Modern Love in miniature, featuring reader-submitted stories of no more than 100 words.

Brian Rea

It was 2007, and after three months of dating, Mike’s dinner declaration was a crushing blow for me: “Serena, the most I can commit to is a casual relationship.” A drunk dial followed by sporadic G-chats kept us in touch, but his Dubai move seemed like a sign to move on. Yet our chats intensified, becoming near daily. A spontaneous Barcelona meet-up — seven months after he dumped me and our last face-to-face — changed everything. Fast forward to 2024: married with three children and living in New York City, the very place he swore he’d left behind. — Serena Bhaduri

In our New York City apartment after our daughter, Athena, was born.

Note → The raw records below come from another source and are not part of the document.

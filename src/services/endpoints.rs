// SPDX-License-Identifier: MIT
// Copyright 2026 Roland Dreier <roland@rolandd.dev>

//! Backend endpoint catalogue and URL resolution.

use crate::config::Config;
use crate::error::{AppError, Result};
use std::fmt;
use std::str::FromStr;

/// Every backend endpoint the console talks to.
#[derive(Debug, Clone, Copy, PartialEq, Eq, Hash)]
pub enum Endpoint {
    Login,
    TokenRefresh,
    Members,
    SocietyDonations,
    Donations,
    ProblemReports,
    DistrictAdmins,
    RegionAdmins,
    DistrictMail,
    RegionMail,
    ActivityItems,
    AssociativeWings,
    LatestUpdates,
    Feedback,
}

impl Endpoint {
    /// Path relative to the base URL. The refresh path is configurable and
    /// resolved separately.
    pub fn path(&self) -> &'static str {
        match self {
            Endpoint::Login => "/api/login/",
            Endpoint::TokenRefresh => crate::config::DEFAULT_TOKEN_REFRESH_PATH,
            Endpoint::Members => "/api/member-reg/",
            Endpoint::SocietyDonations => "/api/donate-society/",
            Endpoint::Donations => "/api/donate/",
            Endpoint::ProblemReports => "/api/report-problem/",
            Endpoint::DistrictAdmins => "/api/district-reg/",
            Endpoint::RegionAdmins => "/api/region-reg/",
            Endpoint::DistrictMail => "/api/district-mail/",
            Endpoint::RegionMail => "/api/region-mail/",
            Endpoint::ActivityItems => "/api/activity-items/",
            Endpoint::AssociativeWings => "/api/associative-wings/",
            Endpoint::LatestUpdates => "/api/latest-update-items/",
            Endpoint::Feedback => "/api/feedback/",
        }
    }

    /// Path of the Hindi variant, for endpoints that have one.
    pub fn hindi_path(&self) -> Option<&'static str> {
        match self {
            Endpoint::DistrictAdmins => Some("/api/district-reg-hindi/"),
            Endpoint::RegionAdmins => Some("/api/region-reg-hindi/"),
            Endpoint::ActivityItems => Some("/api/activity-items-hindi/"),
            Endpoint::AssociativeWings => Some("/api/associative-wings-hindi/"),
            Endpoint::LatestUpdates => Some("/api/latest-update-items-hindi/"),
            _ => None,
        }
    }
}

/// Content language of a create or register call.
#[derive(Debug, Clone, Copy, Default, PartialEq, Eq)]
pub enum Locale {
    #[default]
    English,
    Hindi,
}

impl Locale {
    pub fn code(&self) -> &'static str {
        match self {
            Locale::English => "en",
            Locale::Hindi => "hi",
        }
    }
}

impl fmt::Display for Locale {
    fn fmt(&self, f: &mut fmt::Formatter<'_>) -> fmt::Result {
        f.write_str(self.code())
    }
}

impl FromStr for Locale {
    type Err = AppError;

    fn from_str(s: &str) -> Result<Self> {
        match s.trim().to_ascii_lowercase().as_str() {
            "en" | "english" => Ok(Locale::English),
            "hi" | "hindi" => Ok(Locale::Hindi),
            other => Err(AppError::UnsupportedLocale(other.to_string())),
        }
    }
}

/// Joins endpoints with the configured hosts.
#[derive(Debug, Clone)]
pub struct EndpointResolver {
    base_url: String,
    hindi_base_url: Option<String>,
    token_refresh_path: String,
}

impl EndpointResolver {
    pub fn new(config: &Config) -> Self {
        Self {
            base_url: config.api_base_url.trim_end_matches('/').to_string(),
            hindi_base_url: config
                .hindi_base_url
                .as_ref()
                .map(|u| u.trim_end_matches('/').to_string()),
            token_refresh_path: config.token_refresh_path.clone(),
        }
    }

    pub fn base_url(&self) -> &str {
        &self.base_url
    }

    /// Absolute URL of an endpoint.
    pub fn url(&self, endpoint: Endpoint) -> String {
        match endpoint {
            Endpoint::TokenRefresh => self.join(&self.base_url, &self.token_refresh_path),
            other => self.join(&self.base_url, other.path()),
        }
    }

    /// Absolute URL with URL-encoded query parameters.
    pub fn url_with(&self, endpoint: Endpoint, query: &[(&str, &str)]) -> String {
        with_query(self.url(endpoint), query)
    }

    /// URL of an endpoint in the given content language.
    ///
    /// Hindi works only for endpoints with a Hindi variant, and only when a
    /// Hindi host is configured.
    pub fn localized(&self, endpoint: Endpoint, locale: Locale) -> Result<String> {
        match locale {
            Locale::English => Ok(self.url(endpoint)),
            Locale::Hindi => {
                let path = endpoint
                    .hindi_path()
                    .ok_or_else(|| AppError::UnsupportedLocale(locale.code().to_string()))?;
                let base = self
                    .hindi_base_url
                    .as_deref()
                    .ok_or_else(|| AppError::UnsupportedLocale(locale.code().to_string()))?;
                Ok(self.join(base, path))
            }
        }
    }

    fn join(&self, base: &str, path: &str) -> String {
        if path.starts_with("http://") || path.starts_with("https://") {
            return path.to_string();
        }
        format!("{}/{}", base, path.trim_start_matches('/'))
    }
}

/// Append URL-encoded query parameters.
pub fn with_query(mut url: String, query: &[(&str, &str)]) -> String {
    for (i, (key, value)) in query.iter().enumerate() {
        let sep = if i == 0 && !url.contains('?') { '?' } else { '&' };
        url.push(sep);
        url.push_str(&urlencoding::encode(key));
        url.push('=');
        url.push_str(&urlencoding::encode(value));
    }
    url
}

Our son, Naveed, is holding a picture of our second child, Insaan, who passed away, whom we include in all of our formal family photos.

“Look at the stars,” he said. I rolled my eyes, half-expecting a cheesy line about destiny written in constellations. But it was clear: He really was enthralled by the pulsing dots in the night sky on our first date. After welcoming our second child during the pandemic, things got tough. We went to therapy and, thankfully, navigated our way back to each other. When we decided to put our kids in the same bedroom, he decorated glow-in-the-dark stars on their ceiling to look like the night sky on the day I was born. Call space his love language. — Eunice Ross

My husband and children looking up at the “stars.”

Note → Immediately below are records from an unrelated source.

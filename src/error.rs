// SPDX-License-Identifier: MIT
// Copyright 2026 Roland Dreier <roland@rolandd.dev>

//! Application error types with consistent presentation outcomes.

use reqwest::StatusCode;
use serde_json::Value;
use std::collections::BTreeMap;
use std::time::Duration;

/// Field name to user-facing message, ordered by field name.
pub type FieldErrors = BTreeMap<String, String>;

/// Where the console sends the user once the session can't be recovered.
pub const LOGIN_ROUTE: &str = "/Login";

/// Delay before the forced redirect to the login view.
pub const SESSION_EXPIRED_REDIRECT_DELAY: Duration = Duration::from_secs(2);

/// Client error type covering transport, HTTP status, and local failures.
#[derive(Debug, thiserror::Error)]
pub enum AppError {
    #[error("{0}")]
    Auth(String),

    #[error("Session expired. Please log in again.")]
    SessionExpired,

    #[error("{0}")]
    Permission(String),

    #[error("Resource not found: {0}")]
    NotFound(String),

    #[error("Server error ({status}): {message}")]
    Server { status: u16, message: String },

    #[error("Validation failed: {}", summarize(.0))]
    Validation(FieldErrors),

    #[error("Server returned an invalid response: {0}")]
    MalformedResponse(String),

    #[error("Request failed with status {status}: {message}")]
    Http { status: u16, message: String },

    #[error("Network error: {0}")]
    Network(String),

    #[error("Request cancelled")]
    Cancelled,

    #[error("Unsupported locale: {0}")]
    UnsupportedLocale(String),

    #[error("Session storage error: {0}")]
    Storage(String),

    #[error("Internal error: {0}")]
    Internal(#[from] anyhow::Error),
}

/// The single presentation outcome a page renders for an error.
#[derive(Debug, Clone, PartialEq, Eq)]
pub enum Notice {
    /// Inline messages next to form fields.
    FieldErrors(FieldErrors),
    /// A banner. Persistent banners can't be dismissed.
    Banner { message: String, dismissible: bool },
    /// Forced navigation after a delay.
    Redirect { to: &'static str, after: Duration },
}

fn summarize(errors: &FieldErrors) -> String {
    errors
        .iter()
        .map(|(field, msg)| format!("{}: {}", field, msg))
        .collect::<Vec<_>>()
        .join(", ")
}

impl AppError {
    pub const PERMISSION_DENIED: &'static str =
        "Permission denied. You may not have the required role to access this feature.";
    pub const ENDPOINT_NOT_FOUND: &'static str =
        "API endpoint not found. Please contact the administrator.";
    pub const INVALID_RESPONSE: &'static str = "The server returned an invalid response.";

    /// Single-field validation error.
    pub fn invalid_field(field: &str, message: impl Into<String>) -> Self {
        let mut errors = FieldErrors::new();
        errors.insert(field.to_string(), message.into());
        AppError::Validation(errors)
    }

    /// Classify a non-success HTTP response.
    ///
    /// The message is taken from the JSON body's `message`, `detail` or
    /// `error` field when present, otherwise from the raw body text.
    pub fn from_status(status: StatusCode, body: &str) -> Self {
        let message = server_message(body).unwrap_or_else(|| {
            let trimmed = body.trim();
            if trimmed.is_empty() {
                status
                    .canonical_reason()
                    .unwrap_or("Unknown error")
                    .to_string()
            } else {
                trimmed.to_string()
            }
        });

        match status.as_u16() {
            401 => AppError::Auth(message),
            403 => AppError::Permission(message),
            404 => AppError::NotFound(message),
            code if code >= 500 => AppError::Server {
                status: code,
                message,
            },
            code => AppError::Http {
                status: code,
                message,
            },
        }
    }

    /// True when the user must log in again.
    pub fn is_session_expired(&self) -> bool {
        matches!(self, AppError::SessionExpired)
    }

    /// Map this error to exactly one presentation outcome.
    pub fn notice(&self) -> Notice {
        match self {
            AppError::Validation(fields) => Notice::FieldErrors(fields.clone()),
            AppError::SessionExpired => Notice::Redirect {
                to: LOGIN_ROUTE,
                after: SESSION_EXPIRED_REDIRECT_DELAY,
            },
            AppError::Permission(msg) => Notice::Banner {
                message: msg.clone(),
                dismissible: false,
            },
            AppError::NotFound(_) => Notice::Banner {
                message: Self::ENDPOINT_NOT_FOUND.to_string(),
                dismissible: true,
            },
            AppError::Server { message, .. } => Notice::Banner {
                message: message.clone(),
                dismissible: true,
            },
            AppError::MalformedResponse(_) => Notice::Banner {
                message: Self::INVALID_RESPONSE.to_string(),
                dismissible: true,
            },
            other => Notice::Banner {
                message: other.to_string(),
                dismissible: true,
            },
        }
    }

    /// The text a user sees for this error, flattened to one line.
    pub fn notice_message(&self) -> String {
        match self.notice() {
            Notice::FieldErrors(fields) => summarize(&fields),
            Notice::Banner { message, .. } => message,
            Notice::Redirect { .. } => self.to_string(),
        }
    }
}

/// Pull a human-readable message out of a JSON error body.
pub(crate) fn server_message(body: &str) -> Option<String> {
    let value: Value = serde_json::from_str(body).ok()?;
    ["message", "detail", "error"]
        .iter()
        .filter_map(|key| value.get(*key))
        .find_map(|v| match v {
            Value::String(s) if !s.is_empty() => Some(s.clone()),
            _ => None,
        })
}

impl From<reqwest::Error> for AppError {
    fn from(err: reqwest::Error) -> Self {
        AppError::Network(err.to_string())
    }
}

impl From<validator::ValidationErrors> for AppError {
    fn from(errors: validator::ValidationErrors) -> Self {
        let fields = errors
            .field_errors()
            .into_iter()
            .map(|(field, errs)| {
                let message = errs
                    .first()
                    .map(|e| {
                        e.message
                            .as_ref()
                            .map(|m| m.to_string())
                            .unwrap_or_else(|| e.code.to_string())
                    })
                    .unwrap_or_default();
                (field.to_string(), message)
            })
            .collect();
        AppError::Validation(fields)
    }
}

/// Result type alias for client operations.
pub type Result<T> = std::result::Result<T, AppError>;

While Gabby was walking me home from Shabbat dinner the night we met, she told me that she had ditched Pesach (Passover) in 2021 to attend an Olivia Rodrigo concert. When Olivia came back to Chicago in 2024, after we had been dating for two years, I knew it was our opportunity to finally see her in concert together. Yet, Gabby forgot to get me a ticket. I love her anyway and we got married this August because, as Olivia sings, “how could I ever love someone else?” — Ariel Katz

Last week, in Banff for our honeymoon. Gabby is on the left.

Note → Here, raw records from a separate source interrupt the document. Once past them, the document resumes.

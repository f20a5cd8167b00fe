// SPDX-License-Identifier: MIT
// Copyright 2026 Roland Dreier <roland@rolandd.dev>

//! Durable storage for the console session.
//!
//! One session per client context, stored as pretty JSON. Writes go to a
//! sibling temp file that is renamed over the target.

use crate::error::AppError;
use crate::models::Session;
use std::path::{Path, PathBuf};
use std::sync::{Arc, Mutex};

#[derive(Clone)]
enum Backend {
    File(PathBuf),
    Memory(Arc<Mutex<Option<String>>>),
}

/// Session persistence (file on disk, or in memory for tests).
#[derive(Clone)]
pub struct SessionStore {
    backend: Backend,
}

impl SessionStore {
    /// Store backed by a JSON file.
    pub fn file(path: impl Into<PathBuf>) -> Self {
        Self {
            backend: Backend::File(path.into()),
        }
    }

    /// Create an in-memory store (offline testing).
    pub fn new_mock() -> Self {
        Self {
            backend: Backend::Memory(Arc::new(Mutex::new(None))),
        }
    }

    /// In-memory store pre-seeded with raw contents, which need not be valid.
    pub fn new_mock_with(raw: impl Into<String>) -> Self {
        Self {
            backend: Backend::Memory(Arc::new(Mutex::new(Some(raw.into())))),
        }
    }

    /// Raw stored contents, if any. Test helper.
    pub async fn raw(&self) -> Result<Option<String>, AppError> {
        match &self.backend {
            Backend::File(path) => match tokio::fs::read_to_string(path).await {
                Ok(s) => Ok(Some(s)),
                Err(e) if e.kind() == std::io::ErrorKind::NotFound => Ok(None),
                Err(e) => Err(storage_err(path, e)),
            },
            Backend::Memory(slot) => Ok(lock(slot)?.clone()),
        }
    }

    /// Load the persisted session.
    ///
    /// Returns `Ok(None)` when nothing is stored and `Err` when the stored
    /// data can't be read or parsed.
    pub async fn load(&self) -> Result<Option<Session>, AppError> {
        let Some(raw) = self.raw().await? else {
            return Ok(None);
        };
        if raw.trim().is_empty() {
            return Ok(None);
        }
        serde_json::from_str(&raw)
            .map(Some)
            .map_err(|e| AppError::Storage(format!("Corrupt session data: {}", e)))
    }

    /// Persist the session, replacing any previous one.
    pub async fn save(&self, session: &Session) -> Result<(), AppError> {
        let json = serde_json::to_string_pretty(session)
            .map_err(|e| AppError::Storage(format!("Failed to encode session: {}", e)))?;

        match &self.backend {
            Backend::File(path) => write_atomic(path, json.as_bytes()).await,
            Backend::Memory(slot) => {
                *lock(slot)? = Some(json);
                Ok(())
            }
        }
    }

    /// Remove the persisted session. Missing data is not an error.
    pub async fn clear(&self) -> Result<(), AppError> {
        match &self.backend {
            Backend::File(path) => match tokio::fs::remove_file(path).await {
                Ok(()) => Ok(()),
                Err(e) if e.kind() == std::io::ErrorKind::NotFound => Ok(()),
                Err(e) => Err(storage_err(path, e)),
            },
            Backend::Memory(slot) => {
                *lock(slot)? = None;
                Ok(())
            }
        }
    }
}

fn lock(slot: &Mutex<Option<String>>) -> Result<std::sync::MutexGuard<'_, Option<String>>, AppError> {
    slot.lock()
        .map_err(|_| AppError::Storage("Session store lock poisoned".to_string()))
}

fn storage_err(path: &Path, e: std::io::Error) -> AppError {
    AppError::Storage(format!("{}: {}", path.display(), e))
}

async fn write_atomic(path: &Path, bytes: &[u8]) -> Result<(), AppError> {
    if let Some(dir) = path.parent().filter(|d| !d.as_os_str().is_empty()) {
        tokio::fs::create_dir_all(dir)
            .await
            .map_err(|e| storage_err(dir, e))?;
    }

    let mut tmp = path.as_os_str().to_owned();
    tmp.push(".tmp");
    let tmp = PathBuf::from(tmp);

    tokio::fs::write(&tmp, bytes)
        .await
        .map_err(|e| storage_err(&tmp, e))?;

    // Owner read/write only.
    #[cfg(unix)]
    {
        use std::os::unix::fs::PermissionsExt;
        tokio::fs::set_permissions(&tmp, std::fs::Permissions::from_mode(0o600))
            .await
            .map_err(|e| storage_err(&tmp, e))?;
    }

    tokio::fs::rename(&tmp, path)
        .await
        .map_err(|e| storage_err(path, e))
}

#[cfg(test)]
mod tests {
    use super::*;
    use crate::models::{AllocatedDistrict, Role};

    fn session() -> Session {
        Session {
            access_token: "access".into(),
            refresh_token: "refresh".into(),
            role: Role::DistrictAdmin,
            unique_id: "DA-9".into(),
            allocated_district: Some(AllocatedDistrict::One("Chamoli".into())),
            profile: Default::default(),
        }
    }

    #[tokio::test]
    async fn test_file_store_persists_across_instances() {
        let dir = tempfile::tempdir().unwrap();
        let path = dir.path().join("nested").join("session.json");

        SessionStore::file(&path).save(&session()).await.unwrap();
        let loaded = SessionStore::file(&path).load().await.unwrap();
        assert_eq!(loaded, Some(session()));

        SessionStore::file(&path).clear().await.unwrap();
        assert!(!path.exists());
        // Clearing twice is fine
        SessionStore::file(&path).clear().await.unwrap();
    }

    #[tokio::test]
    async fn test_corrupt_data_is_an_error() {
        let store = SessionStore::new_mock_with("{not json");
        assert!(matches!(store.load().await, Err(AppError::Storage(_))));
    }
}
// SPDX-License-Identifier: MIT
// Copyright 2026 Roland Dreier <roland@kernel.org>

//! Mail broadcast models.

use super::fields::{first_str, member_identity, MAIL_SENDER_FIELDS};
use super::session::scalar_string;
use serde::{Deserialize, Serialize};
use serde_json::Value;

/// Header view of a broadcast mail.
#[derive(Debug, Clone, Default, PartialEq, Serialize, Deserialize)]
pub struct MailSummary {
    /// District admin, region admin or admin that sent the mail
    pub sender: String,
    pub member_ids: Vec<String>,
    pub subject: String,
    pub message: String,
}

impl MailSummary {
    /// Summarize a mail record. Missing fields come back empty.
    pub fn from_record(record: &Value) -> Self {
        Self {
            sender: first_str(record, MAIL_SENDER_FIELDS).unwrap_or_default(),
            member_ids: member_ids(record),
            subject: text_field(record, "subject"),
            message: text_field(record, "message"),
        }
    }
}

fn text_field(record: &Value, field: &str) -> String {
    record
        .get(field)
        .and_then(Value::as_str)
        .unwrap_or_default()
        .to_string()
}

/// Recipient ids of a mail record, stringified.
pub fn member_ids(record: &Value) -> Vec<String> {
    record
        .get("member_ids")
        .and_then(Value::as_array)
        .map(|ids| ids.iter().filter_map(scalar_string).collect())
        .unwrap_or_default()
}

/// A member that received a given mail.
#[derive(Debug, Clone, PartialEq, Serialize)]
pub struct MailRecipient {
    pub member: Value,
    pub mail: Value,
}

/// Pair every mail with each member listed in its `member_ids`.
///
/// Mails are visited in order; members in order within each mail.
pub fn mail_recipients(mails: &[Value], members: &[Value]) -> Vec<MailRecipient> {
    let mut out = Vec::new();
    for mail in mails {
        let ids = member_ids(mail);
        if ids.is_empty() {
            continue;
        }
        for member in members {
            let Some(identity) = member_identity(member) else {
                continue;
            };
            if ids.iter().any(|id| *id == identity) {
                out.push(MailRecipient {
                    member: member.clone(),
                    mail: mail.clone(),
                });
            }
        }
    }
    out
}

/// Who a broadcast is sent as.
#[derive(Debug, Clone, Copy, PartialEq, Eq)]
pub enum MailSender {
    District,
    Region,
}

impl MailSender {
    /// Name of the sender id field in the request body.
    pub fn id_field(&self) -> &'static str {
        match self {
            MailSender::District => "district_admin_id",
            MailSender::Region => "region_admin_id",
        }
    }
}

/// Outgoing broadcast, before the sender id is attached.
#[derive(Debug, Clone, Default, Serialize, Deserialize, validator::Validate)]
pub struct MailDraft {
    #[validate(length(min = 1, message = "Select at least one member"))]
    pub member_ids: Vec<String>,
    #[validate(custom(function = "crate::models::forms::required"))]
    pub subject: String,
    #[validate(custom(function = "crate::models::forms::required"))]
    pub message: String,
}

#[cfg(test)]
mod tests {
    use super::*;
    use serde_json::json;

    #[test]
    fn test_summary_falls_back_to_admin() {
        let mail = json!({"admin": "ADM-1", "member_ids": [5, "MEM/2026/917028"], "subject": "hi"});
        let summary = MailSummary::from_record(&mail);
        assert_eq!(summary.sender, "ADM-1");
        assert_eq!(summary.member_ids, vec!["5", "MEM/2026/917028"]);
        assert_eq!(summary.message, "");

        let mail = json!({"region_admin": "REG/ADM/1", "admin": "ADM-1", "member_ids": [1]});
        assert_eq!(MailSummary::from_record(&mail).sender, "REG/ADM/1");
    }

    #[test]
    fn test_recipients_match_by_string_identity() {
        let mails = vec![
            json!({"subject": "a", "member_ids": ["1", 3]}),
            json!({"subject": "b", "member_ids": []}),
        ];
        let members = vec![
            json!({"id": 1, "full_name": "One"}),
            json!({"member_id": "2"}),
            json!({"unique_id": "3"}),
        ];
        let pairs = mail_recipients(&mails, &members);
        assert_eq!(pairs.len(), 2);
        assert_eq!(pairs[0].member["full_name"], "One");
        assert_eq!(pairs[1].member["unique_id"], "3");
    }
}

We’d been dating for two months when my biopsy results came back. Petrified, I said nothing. One morning Ram asked me why I had tossed and turned in my sleep so much. Over a strong coffee, I told him about family genetics, the lump and plans for a double mastectomy. He didn’t run for the hills. Instead, he joked, “So you’ll have a new rack; you might even like it more than the old one!” Soon after, TV dinners replaced cinema dates and I fell asleep with him holding my hand, carefully avoiding the bandages. — Marianna Patané

Selfie this spring at a park in Brugelette, Belgium, where we live.